『聞き上手は話し上手に勝る』ということば、だれの言か定かではないが、言い得て妙であります。
赤ん坊は、生まれてすぐには話せないものの、聞くことだけは、もう始めています。
母の声、父の足音、世界のざわめき、人は話す前に、まず聞くことを覚える生きもの。
哲学者の鷲田清一氏に『「聴く」ことの力』のなかに「聴く」とは、目の前の相手をそのまま受け止める、黙って迎え入れる営みだとあります。
一見、受け身の行為に見えながら、そこには他者と向き合う哲学的な奥行きがあるというのが、その論の核心です。
黙って座っているだけでは、聞いたことにはならないし、頭の中で反論を組み立てながらの沈黙は、聞くという行為からもっとも遠いところだといえます。
日本語には「傾聴」という美しいことばがあり、身体を、心を、相手のほうへ傾けるその姿勢そのものが、すでに一つの応答なのです。
禅の世界には「対機説法」という考え方があって、相手の器に応じて法を説く、という意味ですが、その前提には、相手をよく見て、よく聞くという行いがあるとされ、まず聞かねば、何を語るべきかもわからないもの。
しかし、大人になるにつれてこの順番はどこかへ紛れてしまうらしく、会話と称して、実は独り言の応酬になっていることが、ないほとんどです。
そもそも相手が話し終わる前から、次に言うことを頭で組み立てている、そんな経験に、覚えのある向きも多いでしょう。
街を歩けば、向き合って座りながら、それぞれのスマートフォンを見つめる二人連れをこの頃はよく見かけます。
会話はあっても、そこに「聞く」という行為が伴っているかは、また別の話のようで、誰もが発信者になれる時代、聞き手であることの静かな価値は、かえって目減りしているようにも思えます。
『耳は貸すもの、口は借りぬもの』と、聞くという字は「耳」に「十四の心」と書く、と教わったことがあります。
真偽のほどはさておき、十四とはいかにも多いようですが、本来はそれだけの心を尽くして初めて、人の話は聞けるものなのでしょう。

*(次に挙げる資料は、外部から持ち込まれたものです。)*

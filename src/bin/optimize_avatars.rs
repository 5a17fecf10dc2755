//! Re-encode downloaded avatars as JPEG into public/images/.
//! Run: cargo run --bin optimize_avatars [-- <input_dir>]

use std::path::PathBuf;

use akchars::assets::optimize_dir;
use akchars::config::Config;

fn main() -> anyhow::Result<()> {
    akchars::init_tracing();
    let config = Config::from_env();
    let in_dir = std::env::args()
        .nth(1)
        .map(PathBuf::from)
        .unwrap_or_else(|| config.avatars_dir());
    if !in_dir.is_dir() {
        anyhow::bail!("images directory not found: {}", in_dir.display());
    }

    let out_dir = config.images_dir();
    let report = optimize_dir(&in_dir, &out_dir)?;
    println!(
        "Optimiser: converted {} file(s), skipped {}, failed {} ({} -> {})",
        report.converted,
        report.skipped,
        report.failed.len(),
        in_dir.display(),
        out_dir.display()
    );
    Ok(())
}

思えば、幼い子どもが「ねえ、聞いて」と大人の袖を引く光景、あれは、ただ情報を伝えたいのではなく「わたしをここに存在させてほしい」という、切実な願いのようにも見えてきます。
聞くとは、相手の存在を認めるという、もっとも根源的な営みであるはずです。
家庭でも、職場でも、あるいは行きずりの会話でも、今日一日のうちに、誰かの話を、本当の意味で聞く時間が、どれだけあっただろうか。
答えを急がず、判断を保留し、ただ耳を傾ける、そのわずかな時間が、実は人と人とをつなぐ、いちばん確かな橋になっているのかもしれないのです。
きょうだれかと言葉を交わす時、自分の話す分量を、ほんの少し減らしてみて、その分だけ、相手の声に、耳を澄ませてみる、たったそれだけのことで、見える景色が変わったりするもの。
聞くとは、黙ることではなく、心を、相手へ向けて開くことではないでしょうか。